Слушая болгарского профессора, я подумал об отце Анастасии Мозолевской, который — в 1938 году, в рамках госпоставок — был вынужден забить последнего оленя, и сам ненадолго его пережил. Но Константинов и на этот раз не дал мне вставить ни слова. Внезапно сменив тему, он принялся громить местную бюрократию. Мол, чиновники и есть источник всех бед в жизни пастуха. Вокруг одного совхоза вырос многоголовый полип — более сотни организаций-дармоедов. Вот она — главная проблема современного пастушества на Севере.
— А браконьеры? — поинтересовался я.
— Это еще одна сказка, вроде как про волков. Пастухи предпочитают не афишировать собственные аппетиты и сваливать вину на других.
— Может, наконец, сядем за стол? — вставила Влада. — Все уже остыло.
За ужином Юлиан угощал нас байками из жизни в тундре. Пока вино не зашумело в голове. К серьезным темам мы больше не возвращались.

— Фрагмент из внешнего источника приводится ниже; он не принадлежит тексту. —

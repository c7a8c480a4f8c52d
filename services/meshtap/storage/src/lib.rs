//! Decoded record storage for meshtap.
//!
//! Every decoded frame becomes a [`PacketRecord`] keyed by its capture time;
//! node-identity broadcasts additionally maintain a [`NodeRecord`] per node.
//! Packets are insert-or-ignore (replaying the same capture twice is
//! harmless), nodes are replace-on-conflict (the latest broadcast wins).
//! Backends are pluggable behind [`RecordSink`].

#![warn(missing_docs)]
#![warn(clippy::all)]

pub mod backend;

use async_trait::async_trait;
use chrono::{DateTime, Utc};
use serde::{Deserialize, Serialize};
use serde_json::Value;
use std::path::PathBuf;
use thiserror::Error;

/// Storage errors
#[derive(Error, Debug)]
pub enum StorageError {
    /// I/O error
    #[error("I/O error: {0}")]
    Io(#[from] std::io::Error),
    /// Stored data could not be read back
    #[error("Data corruption: {0}")]
    Corruption(String),
    /// Backend-specific error
    #[error("Backend error: {0}")]
    Backend(String),
    /// Serialization error
    #[error("Serialization error: {0}")]
    Serialization(#[from] serde_json::Error),
}

/// One decoded frame.
///
/// Layers that did not decode leave their fields empty, so a frame with an
/// unsupported application body still records its addressing.
#[derive(Debug, Clone, PartialEq, Serialize, Deserialize)]
pub struct PacketRecord {
    /// Capture time; unique per record
    pub timestamp: DateTime<Utc>,
    /// Source node in `!<hex>` notation
    #[serde(default, skip_serializing_if = "Option::is_none")]
    pub src: Option<String>,
    /// Destination node in `!<hex>` notation
    #[serde(default, skip_serializing_if = "Option::is_none")]
    pub dst: Option<String>,
    /// Packet id
    #[serde(default, skip_serializing_if = "Option::is_none")]
    pub packet_id: Option<u32>,
    /// Header fields
    #[serde(default, skip_serializing_if = "Option::is_none")]
    pub packet: Option<Value>,
    /// Payload envelope fields
    #[serde(default, skip_serializing_if = "Option::is_none")]
    pub payload: Option<Value>,
    /// Canonical application name
    #[serde(default, skip_serializing_if = "Option::is_none")]
    pub app_name: Option<String>,
    /// Application body
    #[serde(default, skip_serializing_if = "Option::is_none")]
    pub app_data: Option<Value>,
}

impl PacketRecord {
    /// Empty record for a frame captured at `timestamp`
    pub fn new(timestamp: DateTime<Utc>) -> Self {
        Self {
            timestamp,
            src: None,
            dst: None,
            packet_id: None,
            packet: None,
            payload: None,
            app_name: None,
            app_data: None,
        }
    }
}

/// Latest identity broadcast by a node
#[derive(Debug, Clone, PartialEq, Serialize, Deserialize)]
pub struct NodeRecord {
    /// Node id in `!<hex>` notation
    pub id: String,
    /// Capture time of the broadcast
    pub last_updated: DateTime<Utc>,
    /// Identity fields as broadcast
    pub fields: Value,
}

/// Destination for decoded records
#[async_trait]
pub trait RecordSink: Send + Sync {
    /// Store a packet; returns false when a record with the same timestamp
    /// already exists (the existing record is kept)
    async fn insert_packet(&self, record: PacketRecord) -> Result<bool, StorageError>;

    /// Store a node, replacing any existing record for the same id
    async fn upsert_node(&self, node: NodeRecord) -> Result<(), StorageError>;

    /// All packets ordered by timestamp
    async fn packets(&self) -> Result<Vec<PacketRecord>, StorageError>;

    /// Node by id
    async fn node(&self, id: &str) -> Result<Option<NodeRecord>, StorageError>;

    /// All nodes ordered by id
    async fn nodes(&self) -> Result<Vec<NodeRecord>, StorageError>;

    /// Make stored records durable
    async fn flush(&self) -> Result<(), StorageError>;
}

/// Storage backend configuration
#[derive(Clone, Debug, Default, PartialEq, Eq)]
pub enum StorageMode {
    /// In-memory storage, lost on exit
    #[default]
    InMemory,
    /// JSON files under a data directory
    File {
        /// Data directory path
        data_dir: PathBuf,
    },
}

// Re-export backend implementations
pub use backend::file::FileSink;
pub use backend::mem::MemorySink;

/// Open a sink for the given mode
pub async fn open_sink(mode: StorageMode) -> Result<Box<dyn RecordSink>, StorageError> {
    match mode {
        StorageMode::InMemory => Ok(Box::new(MemorySink::new())),
        StorageMode::File { data_dir } => Ok(Box::new(FileSink::open(data_dir).await?)),
    }
}
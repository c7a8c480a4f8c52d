//! Classic capture file format.
//!
//! ```text
//! global header (24 bytes, once)
//! +----------------------+----------------------+
//! | u32 magic            | 0xA1B2C3D4           |
//! | u16 major, u16 minor | 2, 4                 |
//! | u32 reserved1        | 0                    |
//! | u32 reserved2        | 0                    |
//! | u32 snap_len         | max captured bytes   |
//! | u16 link_type        | 270 (LoRaTap)        |
//! | u16 fcs/reserved     | 0                    |
//! +----------------------+----------------------+
//! per-frame record
//! +----------------------+----------------------+
//! | u32 seconds          | u32 microseconds     |
//! | u32 captured_len     | u32 original_len     |
//! | captured bytes       |                      |
//! +----------------------+----------------------+
//! ```
//!
//! All fields are little-endian.

use bytes::{Buf, BufMut, BytesMut};
use std::io::{self, Read, Write};
use std::time::{Duration, SystemTime, UNIX_EPOCH};
use tracing::trace;

use crate::CaptureError;

/// File magic number
pub const PCAP_MAGIC: u32 = 0xA1B2_C3D4;

/// Format major version
pub const VERSION_MAJOR: u16 = 2;

/// Format minor version
pub const VERSION_MINOR: u16 = 4;

/// Default maximum captured bytes per frame
pub const DEFAULT_SNAP_LEN: u32 = 1024;

/// Link type of frames carrying the LoRa capture header
pub const LINKTYPE_LORATAP: u16 = 270;

const GLOBAL_HEADER_SIZE: usize = 24;
const RECORD_HEADER_SIZE: usize = 16;

/// One captured frame
#[derive(Debug, Clone, PartialEq, Eq)]
pub struct CaptureRecord {
    /// Capture time since the Unix epoch (microsecond resolution)
    pub timestamp: Duration,
    /// Frame length before truncation to the snap length
    pub original_len: u32,
    /// Captured bytes
    pub data: Vec<u8>,
}

impl CaptureRecord {
    /// Whether the frame was cut short by the snap length
    pub fn is_truncated(&self) -> bool {
        self.data.len() < self.original_len as usize
    }
}

/// Writes frames to a capture file
#[derive(Debug)]
pub struct CaptureWriter<W: Write> {
    inner: W,
    snap_len: u32,
    frames: u64,
}

impl<W: Write> CaptureWriter<W> {
    /// Write the global header with the default snap length and link type
    pub fn new(inner: W) -> Result<Self, CaptureError> {
        Self::with_options(inner, DEFAULT_SNAP_LEN, LINKTYPE_LORATAP)
    }

    /// Write the global header with the given snap length and link type
    pub fn with_options(mut inner: W, snap_len: u32, link_type: u16) -> Result<Self, CaptureError> {
        let mut buf = BytesMut::with_capacity(GLOBAL_HEADER_SIZE);
        buf.put_u32_le(PCAP_MAGIC);
        buf.put_u16_le(VERSION_MAJOR);
        buf.put_u16_le(VERSION_MINOR);
        buf.put_u32_le(0);
        buf.put_u32_le(0);
        buf.put_u32_le(snap_len);
        buf.put_u16_le(link_type);
        // FCS length, P and R bits, reserved3
        buf.put_u16_le(0);

        inner.write_all(&buf)?;
        Ok(Self {
            inner,
            snap_len,
            frames: 0,
        })
    }

    /// Append a frame captured at `timestamp`
    pub fn write_frame(&mut self, timestamp: Duration, data: &[u8]) -> Result<(), CaptureError> {
        let original_len = data.len() as u32;
        let captured_len = original_len.min(self.snap_len);

        let mut buf = BytesMut::with_capacity(RECORD_HEADER_SIZE + captured_len as usize);
        buf.put_u32_le(timestamp.as_secs() as u32);
        buf.put_u32_le(timestamp.subsec_micros());
        buf.put_u32_le(captured_len);
        buf.put_u32_le(original_len);
        buf.put_slice(&data[..captured_len as usize]);

        self.inner.write_all(&buf)?;
        self.frames += 1;
        trace!(captured_len, original_len, "wrote capture record");
        Ok(())
    }

    /// Append a frame stamped with the current time
    pub fn write_frame_now(&mut self, data: &[u8]) -> Result<(), CaptureError> {
        let now = SystemTime::now()
            .duration_since(UNIX_EPOCH)
            .unwrap_or_default();
        self.write_frame(now, data)
    }

    /// Flush buffered output
    pub fn flush(&mut self) -> Result<(), CaptureError> {
        self.inner.flush()?;
        Ok(())
    }

    /// Frames written so far
    pub fn frames_written(&self) -> u64 {
        self.frames
    }

    /// Snap length in effect
    pub fn snap_len(&self) -> u32 {
        self.snap_len
    }

    /// Recover the underlying writer
    pub fn into_inner(self) -> W {
        self.inner
    }
}

/// Reads frames from a capture file
#[derive(Debug)]
pub struct CaptureReader<R: Read> {
    inner: R,
    snap_len: u32,
    link_type: u16,
}

// Read until `buf` is full or the input ends; returns bytes read.
fn read_full<R: Read>(reader: &mut R, buf: &mut [u8]) -> io::Result<usize> {
    let mut filled = 0;
    while filled < buf.len() {
        match reader.read(&mut buf[filled..]) {
            Ok(0) => break,
            Ok(n) => filled += n,
            Err(e) if e.kind() == io::ErrorKind::Interrupted => continue,
            Err(e) => return Err(e),
        }
    }
    Ok(filled)
}

impl<R: Read> CaptureReader<R> {
    /// Read and validate the global header
    pub fn new(mut inner: R) -> Result<Self, CaptureError> {
        let mut raw = [0u8; GLOBAL_HEADER_SIZE];
        let n = read_full(&mut inner, &mut raw)?;
        if n < GLOBAL_HEADER_SIZE {
            return Err(CaptureError::Truncated {
                needed: GLOBAL_HEADER_SIZE,
                available: n,
            });
        }

        let mut buf = &raw[..];
        let magic = buf.get_u32_le();
        if magic != PCAP_MAGIC {
            return Err(CaptureError::BadMagic(magic));
        }

        let major = buf.get_u16_le();
        let minor = buf.get_u16_le();
        if major != VERSION_MAJOR {
            return Err(CaptureError::Version { major, minor });
        }

        buf.advance(8);
        let snap_len = buf.get_u32_le();
        let link_type = buf.get_u16_le();

        Ok(Self {
            inner,
            snap_len,
            link_type,
        })
    }

    /// Snap length from the file header
    pub fn snap_len(&self) -> u32 {
        self.snap_len
    }

    /// Link type from the file header
    pub fn link_type(&self) -> u16 {
        self.link_type
    }

    /// Read the next record; `None` at a clean end of file
    pub fn next_record(&mut self) -> Result<Option<CaptureRecord>, CaptureError> {
        let mut raw = [0u8; RECORD_HEADER_SIZE];
        let n = read_full(&mut self.inner, &mut raw)?;
        if n == 0 {
            return Ok(None);
        }
        if n < RECORD_HEADER_SIZE {
            return Err(CaptureError::Truncated {
                needed: RECORD_HEADER_SIZE,
                available: n,
            });
        }

        let mut buf = &raw[..];
        let seconds = buf.get_u32_le();
        let micros = buf.get_u32_le();
        let captured_len = buf.get_u32_le();
        let original_len = buf.get_u32_le();

        if captured_len > self.snap_len {
            return Err(CaptureError::Oversized {
                len: captured_len,
                snap_len: self.snap_len,
            });
        }

        let mut data = vec![0u8; captured_len as usize];
        let n = read_full(&mut self.inner, &mut data)?;
        if n < data.len() {
            return Err(CaptureError::Truncated {
                needed: data.len(),
                available: n,
            });
        }

        Ok(Some(CaptureRecord {
            timestamp: Duration::from_secs(u64::from(seconds))
                + Duration::from_micros(u64::from(micros)),
            original_len,
            data,
        }))
    }
}

impl<R: Read> Iterator for CaptureReader<R> {
    type Item = Result<CaptureRecord, CaptureError>;

    fn next(&mut self) -> Option<Self::Item> {
        self.next_record().transpose()
    }
}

11 апреляЗима в Ловозере медленно подходит к концу. Солнце обнажает третируемую человеком землю. Из-под грязного снега показывается дырявый асфальт и жирная грязь, повсюду хлам после зимы: горы пустых бутылок под окнами домов, пластик, банки из-под пива, металлолом, отходы оленьих кож, обглоданные кости.[78]
Не стану скрывать — эта зима меня измучила. Дело в том, что я отвык жить среди людей. Отвык от радио за стеной и ревущих моторов за окном, от бетонных клетушек и повсеместного мата. После Соловецких островов и Конды Бережной, где природа начиналась тут же, за порогом, жизнь в центре постсоветского поселка оказалась испытанием более тяжким, чем я предполагал. Даже вид тундры на горизонте и заснеженного Луяврурта не помогают справиться с подавленным настроением — ведь прямо перед носом дымят трубы теплоцентрали, а цистерны с мазутом на глазах разъедает ржавчина. Пока все это скрывалось под покровом полярной ночи, еще можно было выдержать. Весенний свет пробудил хандру.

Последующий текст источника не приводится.